The big read: As global clamor grows again to tax the rich more, Singapore weighs in on the pros and cons


A wealth report from real estate consultancy Knight Frank earlier this year found that the number of individuals in Singapore with at least $ 30 million in net assets rose 10 percent last year.

“In this context, the subject of wealth tax was raised,” she said.

Giving an example, Mr. Vikna Rajah, who heads the tax, fiduciary and private client practices department of the Rajah & Tann law firm, highlighted the stock market rallies that have occurred over the past year.

“I think it’s probably likely that the rich were able to reap these benefits, and in this context of increasing the value of wealthy assets, how then do we make sure that we can close the wealth gap between the generations ? Mr. Rajah said.

Okay, Mr. Stephen Banfield, partner and head of family office and private client at KPMG in Singapore, said it’s no secret that there are parts of the company that have done well in the middle. pandemic, and that these are people with high assets.

“If you look at the market share returns over the past year (and) house prices in various countries, everything is up,” he said.

“Combine that with governments looking for additional revenue and the man in the street who may have suffered the brunt of the lockdowns and business disruptions due to COVID-19, you can see why there has been more focus and more dialogue on things like wealth taxes.

The search for a new tax solution has led many tax jurisdictions to take an interest in the private wealth of the ultra rich, especially given their ability to avoid having to pay income taxes – usually the most important component. most important of the tax collection of a country with the corporation tax.

A ProPublica report earlier this year exposed how the 25 richest people in the United States have successfully used tax evasion methods to reduce their income taxes, in some cases to zero.

While their collective wealth grew by US $ 401 billion from 2014 to 2018, they paid only US $ 13.6 billion in federal income taxes during those years. This amount paid in taxes represents only 3.4 percent of the increase in their wealth during this period.

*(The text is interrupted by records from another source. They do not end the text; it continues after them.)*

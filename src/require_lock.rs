//=====================================================
// File: require_lock.rs
//=====================================================
// Author: ZobieLabs
// License: Duality Public License (DPL v1.0)
// Goal: Per-name mutual exclusion for concurrent requires
// Objective: Serialize requires of one name, detect same-thread reentry as a
//            circular require, and drop table entries once nobody needs them
//=====================================================

use std::collections::HashMap;
use std::sync::Arc;
use std::thread::{self, ThreadId};

use parking_lot::{Condvar, Mutex};

//==================================================
// Section 1.0 - Reentrant lock
//==================================================

#[derive(Debug, Default)]
struct LockState {
    owner: Option<ThreadId>,
    depth: usize,
    next_ticket: u64,
    serving: u64,
}

/// Reentrant lock that knows its owning thread. The fair variant grants the
/// lock in arrival order.
#[derive(Debug)]
pub struct RequireLock {
    state: Mutex<LockState>,
    released: Condvar,
    fair: bool,
}

impl RequireLock {
    pub fn new() -> Self {
        Self {
            state: Mutex::new(LockState::default()),
            released: Condvar::new(),
            fair: false,
        }
    }

    pub fn fair() -> Self {
        Self {
            fair: true,
            ..Self::new()
        }
    }

    pub fn is_fair(&self) -> bool {
        self.fair
    }

    /// Block until this thread owns the lock. Reentrant.
    pub fn lock(&self) {
        let me = thread::current().id();
        let mut state = self.state.lock();
        if state.owner == Some(me) {
            state.depth += 1;
            return;
        }
        if self.fair {
            let ticket = state.next_ticket;
            state.next_ticket += 1;
            while state.owner.is_some() || state.serving != ticket {
                self.released.wait(&mut state);
            }
            state.serving += 1;
        } else {
            while state.owner.is_some() {
                self.released.wait(&mut state);
            }
        }
        state.owner = Some(me);
        state.depth = 1;
    }

    /// Release one level of ownership. Calls from a non-owner are ignored.
    pub fn unlock(&self) {
        let me = thread::current().id();
        let mut state = self.state.lock();
        if state.owner != Some(me) {
            debug_assert!(false, "require lock released by a thread that does not hold it");
            return;
        }
        state.depth -= 1;
        if state.depth == 0 {
            state.owner = None;
            drop(state);
            if self.fair {
                self.released.notify_all();
            } else {
                self.released.notify_one();
            }
        }
    }

    pub fn is_held_by_current_thread(&self) -> bool {
        self.state.lock().owner == Some(thread::current().id())
    }

    pub fn is_locked(&self) -> bool {
        self.state.lock().owner.is_some()
    }
}

impl Default for RequireLock {
    fn default() -> Self {
        Self::new()
    }
}

//==================================================
// Section 2.0 - Lock table
//==================================================

#[derive(Debug)]
struct Slot {
    lock: Arc<RequireLock>,
    // thread holding this name; distinct from the lock owner when the lock is global
    holder: Option<ThreadId>,
    // holder plus waiters; the slot goes away when this reaches zero
    users: usize,
}

/// Result of [`RequireLockTable::acquire`].
#[derive(Debug)]
pub enum LockOutcome<'a> {
    Acquired(RequireGuard<'a>),
    /// The calling thread is already inside a require of this name.
    AlreadyHeldByCaller,
}

/// Per-name require locks, created on first use and removed when the last
/// holder or waiter releases.
#[derive(Debug)]
pub struct RequireLockTable {
    slots: Mutex<HashMap<String, Slot>>,
    global: Option<Arc<RequireLock>>,
}

impl Default for RequireLockTable {
    fn default() -> Self {
        Self::new()
    }
}

impl RequireLockTable {
    pub fn new() -> Self {
        Self {
            slots: Mutex::new(HashMap::new()),
            global: None,
        }
    }

    /// Every name shares one fair lock, so all requires are serialized.
    pub fn global() -> Self {
        Self {
            slots: Mutex::new(HashMap::new()),
            global: Some(Arc::new(RequireLock::fair())),
        }
    }

    pub fn is_global(&self) -> bool {
        self.global.is_some()
    }

    /// Take exclusivity for `name`, blocking while another thread holds it.
    /// The table guard is released before blocking.
    pub fn acquire(&self, name: &str) -> LockOutcome<'_> {
        let me = thread::current().id();
        let lock = {
            let mut slots = self.slots.lock();
            match slots.get_mut(name) {
                Some(slot) if slot.holder == Some(me) => return LockOutcome::AlreadyHeldByCaller,
                Some(slot) => {
                    slot.users += 1;
                    slot.lock.clone()
                }
                None => {
                    let lock = match &self.global {
                        Some(global) => global.clone(),
                        None => Arc::new(RequireLock::new()),
                    };
                    slots.insert(
                        name.to_string(),
                        Slot {
                            lock: lock.clone(),
                            holder: None,
                            users: 1,
                        },
                    );
                    lock
                }
            }
        };

        lock.lock();

        if let Some(slot) = self.slots.lock().get_mut(name) {
            slot.holder = Some(me);
        }
        LockOutcome::Acquired(RequireGuard {
            table: self,
            name: name.to_string(),
            lock,
        })
    }

    /// Unlock `name` and drop its slot if this was the last user. Only the
    /// slot owning `lock` is touched, so a fresh slot created for the same
    /// name in the meantime is left alone.
    fn release(&self, name: &str, lock: &Arc<RequireLock>) {
        {
            let mut slots = self.slots.lock();
            if let Some(slot) = slots.get_mut(name) {
                if Arc::ptr_eq(&slot.lock, lock) {
                    slot.holder = None;
                    slot.users -= 1;
                    if slot.users == 0 {
                        slots.remove(name);
                    }
                }
            }
        }
        lock.unlock();
    }

    /// Whether the calling thread is inside a require of `name`.
    pub fn is_held_by_current_thread(&self, name: &str) -> bool {
        let me = thread::current().id();
        self.slots
            .lock()
            .get(name)
            .is_some_and(|slot| slot.holder == Some(me))
    }

    /// Live slots, held or waited on.
    pub fn len(&self) -> usize {
        self.slots.lock().len()
    }

    pub fn is_empty(&self) -> bool {
        self.slots.lock().is_empty()
    }
}

/// Exclusive hold on one name. Releases on drop, including during unwinding.
#[derive(Debug)]
pub struct RequireGuard<'a> {
    table: &'a RequireLockTable,
    name: String,
    lock: Arc<RequireLock>,
}

impl RequireGuard<'_> {
    pub fn name(&self) -> &str {
        &self.name
    }
}

impl Drop for RequireGuard<'_> {
    fn drop(&mut self) {
        self.table.release(&self.name, &self.lock);
    }
}


//=====================================================
// End of file
//=====================================================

Among those named in the report were Amazon founder Jeff Bezos, Tesla founder Elon Musk, investor George Soros and businessman Michael Bloomberg.

Global progressive income tax systems have caused those who are generally rich, but not the richest, to pay more, since the amount of income taxes paid varies with the income of the taxpayer. But income taxes are unlikely to feature prominently among the ultra-rich.

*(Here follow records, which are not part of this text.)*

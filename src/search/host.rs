//=====================================================
// File: search/host.rs
//=====================================================
// Author: ZobieLabs
// License: Duality Public License (DPL v1.0)
// Goal: Host class lookups used by the late search strategies
// Objective: Derive conventional class names from logical names and resolve
//            them against the host runtime's class table
//=====================================================

use std::collections::HashSet;

use parking_lot::RwLock;

use crate::unit::Resource;

/// Host runtime class lookups. Both calls answer "is this class loadable";
/// a false answer is never an error.
pub trait HostClassResolver: Send + Sync {
    /// Native extension service class. When `archive` is present it is made
    /// visible to the host class path before the lookup.
    fn find_service(&self, class_name: &str, archive: Option<&Resource>) -> bool;

    /// Directly executable precompiled script class.
    fn find_script_class(&self, class_name: &str) -> bool;
}

/// In-memory class table. Services may be registered as living inside a
/// particular archive, in which case they resolve only once that archive
/// has been attached.
#[derive(Debug, Default)]
pub struct HostClassTable {
    services: RwLock<HashSet<String>>,
    archived_services: RwLock<Vec<(String, String)>>,
    scripts: RwLock<HashSet<String>>,
    attached: RwLock<Vec<String>>,
}

impl HostClassTable {
    pub fn new() -> Self {
        Self::default()
    }

    pub fn register_service(&self, class_name: impl Into<String>) {
        self.services.write().insert(class_name.into());
    }

    /// A service that becomes visible once `archive_suffix` (matched against
    /// the end of an attached archive's name) is attached.
    pub fn register_archived_service(&self, class_name: impl Into<String>, archive_suffix: impl Into<String>) {
        self.archived_services
            .write()
            .push((class_name.into(), archive_suffix.into()));
    }

    pub fn register_script_class(&self, class_name: impl Into<String>) {
        self.scripts.write().insert(class_name.into());
    }

    /// Archives attached to the host class path so far, in order.
    pub fn attached_archives(&self) -> Vec<String> {
        self.attached.read().clone()
    }

    fn attach(&self, archive: &Resource) {
        let mut attached = self.attached.write();
        if !attached.iter().any(|name| name == archive.name()) {
            attached.push(archive.name().to_string());
        }
    }
}

impl HostClassResolver for HostClassTable {
    fn find_service(&self, class_name: &str, archive: Option<&Resource>) -> bool {
        if let Some(archive) = archive {
            self.attach(archive);
        }
        if self.services.read().contains(class_name) {
            return true;
        }
        let attached = self.attached.read();
        self.archived_services.read().iter().any(|(name, suffix)| {
            name == class_name && attached.iter().any(|archive| archive.ends_with(suffix.as_str()))
        })
    }

    fn find_script_class(&self, class_name: &str) -> bool {
        self.scripts.read().contains(class_name)
    }
}

/// Resolver with no host classes at all.
#[derive(Debug, Default, Clone, Copy)]
pub struct NoHostClasses;

impl HostClassResolver for NoHostClasses {
    fn find_service(&self, _class_name: &str, _archive: Option<&Resource>) -> bool {
        false
    }

    fn find_script_class(&self, _class_name: &str) -> bool {
        false
    }
}

pub const SERVICE_CLASS_SUFFIX: &str = "Service";

/// `net/http_pool` -> `net.HttpPoolService`.
pub fn service_class_name(base: &str) -> String {
    let segments: Vec<&str> = base.split('/').filter(|s| !s.is_empty()).collect();
    let Some((last, parents)) = segments.split_last() else {
        return String::new();
    };

    let mut class_name = String::new();
    for parent in parents {
        if *parent == "." || *parent == ".." {
            continue;
        }
        class_name.push_str(&parent.to_lowercase());
        class_name.push('.');
    }
    for word in last.split('_') {
        let mut chars = word.chars();
        if let Some(first) = chars.next() {
            class_name.extend(first.to_uppercase());
            class_name.push_str(chars.as_str());
        }
    }
    class_name.push_str(SERVICE_CLASS_SUFFIX);
    class_name.trim_start_matches('.').to_string()
}

/// `./lib/my-script.rb` -> `lib.my_minus_script`.
pub fn script_class_name(base: &str) -> String {
    let mut name = base.strip_prefix("./").unwrap_or(base).to_string();
    if let Some(dot) = name.rfind('.') {
        name.truncate(dot);
    }
    let name = name.replace('-', "_minus_").replace('.', "_");

    let start = name.rfind('/').map_or(0, |slash| slash + 1);
    let needs_prefix = name[start..]
        .chars()
        .next()
        .is_some_and(|c| !(c.is_alphabetic() || c == '_' || c == '$'));
    let name = if needs_prefix {
        format!("{}_{}", &name[..start], &name[start..])
    } else {
        name
    };
    name.replace('/', ".")
}


//=====================================================
// End of file
//=====================================================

Mr Saravan said: “In reality, for most wealthy individuals and entrepreneurs, their wealth is locked in assets and they generally do not earn high salaries. However, their net worth can be astronomical because of the stakes in companies and the assets they own. From this point of view, the effectiveness of our current tax system has its limits.

The taxation of wealth, on the other hand, takes into account the wealth accumulated by the individual.

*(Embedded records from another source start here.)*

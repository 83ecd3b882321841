//! Operation Metrics
//!
//! Counters describing how a [`ConcurrentMap`](crate::ConcurrentMap) is being used:
//! how many operations found what they were looking for, how often the lock was
//! already held when an operation arrived, and roughly how much memory the
//! stored entries occupy.
//!
//! Recording is a handful of relaxed atomic increments and can be switched off
//! per container through [`MetricsCollector::set_metrics_enabled`].

use core::sync::atomic::{AtomicU64, AtomicUsize, Ordering};
use std::time::Duration;

/// Point-in-time view of a container's operation counters
#[derive(Debug, Default, Clone, PartialEq, Eq)]
pub struct PerformanceMetrics {
    /// Total number of operations recorded
    pub total_operations: u64,
    /// Operations that hit (found, inserted, replaced or removed an entry)
    pub successful_operations: u64,
    /// Operations that missed or were rejected
    pub failed_operations: u64,
    /// Operations that found the lock already held and had to wait
    pub contended_operations: u64,
    /// Average duration of successful operations in nanoseconds
    pub avg_operation_time_ns: u64,
    /// Slowest successful operation in nanoseconds
    pub max_operation_time_ns: u64,
    /// Estimated bytes held by stored entries
    pub memory_usage_bytes: usize,
    /// Highest memory estimate observed
    pub peak_memory_usage_bytes: usize,
}

impl PerformanceMetrics {
    /// Success rate as a percentage
    pub fn success_rate(&self) -> f64 {
        Self::percentage(self.successful_operations, self.total_operations)
    }

    /// Contention rate as a percentage
    pub fn contention_rate(&self) -> f64 {
        Self::percentage(self.contended_operations, self.total_operations)
    }

    /// Failure rate as a percentage
    pub fn failure_rate(&self) -> f64 {
        Self::percentage(self.failed_operations, self.total_operations)
    }

    /// Average operation time
    pub fn avg_operation_time(&self) -> Duration {
        Duration::from_nanos(self.avg_operation_time_ns)
    }

    /// Maximum operation time
    pub fn max_operation_time(&self) -> Duration {
        Duration::from_nanos(self.max_operation_time_ns)
    }

    fn percentage(part: u64, total: u64) -> f64 {
        if total == 0 {
            0.0
        } else {
            (part as f64 / total as f64) * 100.0
        }
    }
}

/// Lock-free counters backing [`PerformanceMetrics`]
#[derive(Debug, Default)]
pub struct AtomicMetrics {
    total_operations: AtomicU64,
    successful_operations: AtomicU64,
    failed_operations: AtomicU64,
    contended_operations: AtomicU64,
    total_time_ns: AtomicU64,
    max_time_ns: AtomicU64,
    memory_usage: AtomicUsize,
    peak_memory_usage: AtomicUsize,
}

impl AtomicMetrics {
    /// Record a successful operation with its duration
    pub fn record_success(&self, duration: Duration) {
        let duration_ns = u64::try_from(duration.as_nanos()).unwrap_or(u64::MAX);

        self.total_operations.fetch_add(1, Ordering::Relaxed);
        self.successful_operations.fetch_add(1, Ordering::Relaxed);
        self.total_time_ns.fetch_add(duration_ns, Ordering::Relaxed);
        self.max_time_ns.fetch_max(duration_ns, Ordering::Relaxed);
    }

    /// Record a missed or rejected operation
    pub fn record_failure(&self) {
        self.total_operations.fetch_add(1, Ordering::Relaxed);
        self.failed_operations.fetch_add(1, Ordering::Relaxed);
    }

    /// Record that an operation had to wait for the lock
    pub fn record_contention(&self) {
        self.contended_operations.fetch_add(1, Ordering::Relaxed);
    }

    /// Update the memory estimate, tracking the peak
    pub fn update_memory_usage(&self, usage: usize) {
        self.memory_usage.store(usage, Ordering::Relaxed);
        self.peak_memory_usage.fetch_max(usage, Ordering::Relaxed);
    }

    /// Take a snapshot of all counters
    pub fn snapshot(&self) -> PerformanceMetrics {
        let total_operations = self.total_operations.load(Ordering::Relaxed);
        let successful_operations = self.successful_operations.load(Ordering::Relaxed);
        let total_time = self.total_time_ns.load(Ordering::Relaxed);

        PerformanceMetrics {
            total_operations,
            successful_operations,
            failed_operations: self.failed_operations.load(Ordering::Relaxed),
            contended_operations: self.contended_operations.load(Ordering::Relaxed),
            avg_operation_time_ns: if successful_operations > 0 {
                total_time / successful_operations
            } else {
                0
            },
            max_operation_time_ns: self.max_time_ns.load(Ordering::Relaxed),
            memory_usage_bytes: self.memory_usage.load(Ordering::Relaxed),
            peak_memory_usage_bytes: self.peak_memory_usage.load(Ordering::Relaxed),
        }
    }

    /// Reset the operation counters
    ///
    /// Memory usage is left alone since it reflects current contents.
    pub fn reset(&self) {
        self.total_operations.store(0, Ordering::Relaxed);
        self.successful_operations.store(0, Ordering::Relaxed);
        self.failed_operations.store(0, Ordering::Relaxed);
        self.contended_operations.store(0, Ordering::Relaxed);
        self.total_time_ns.store(0, Ordering::Relaxed);
        self.max_time_ns.store(0, Ordering::Relaxed);
    }
}

/// Containers that expose [`PerformanceMetrics`]
pub trait MetricsCollector {
    /// Current metrics snapshot
    fn metrics(&self) -> PerformanceMetrics;

    /// Reset all operation counters
    fn reset_metrics(&self);

    /// Enable or disable metrics collection
    fn set_metrics_enabled(&self, enabled: bool);

    /// Whether metrics collection is enabled
    fn is_metrics_enabled(&self) -> bool;
}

Associate professor of economics Walter Theseira at the University of Social Sciences of Singapore (SUSS) said that wealth taxes could be “less economically distorting than other taxes based on income or consumption.”

“Wealth taxes largely discourage concentration of resources, while income and consumption taxes discourage economic activities,” added Professor Assoc Theseira, a former MP designate.

When it comes to wealth tax, one way to see how this can work is to look at countries like Switzerland, which has varying degrees of taxation depending on the canton. Such a flat-rate wealth tax is arguably the purest form of wealth tax since it encompasses everything a person owns instead of individual items.

A Bloomberg report earlier this year looked at how the Swiss are doing with their levy system that applies to property, artwork, cryptocurrency, and even livestock. As the world debates why and how to implement such a tax, the report finds that “the Swiss don’t seem too bothered by all of this”.

Based on estimates, Prof Assoc Theseira said wealth taxes made up around 3.6% of total tax revenue for Switzerland, which, like Singapore, is also a wealthy country.

Although it depends a lot on the wealth tax rate and the size of the tax base, if the Swiss example of net wealth tax were to be used here, it could make a difference of “a few. percentage points “of government revenue for Singapore, although that would not be significant compared to taxes on personal income, corporate income and consumption, he said.

“But it is interesting to note that a wealth tax could result in an amount similar to that of an increase in the tax on goods and services by a few percentage points,” said Professor Assoc Theseira, with a bet caution that the potential wealth tax revenue for Singapore is all speculation at this point.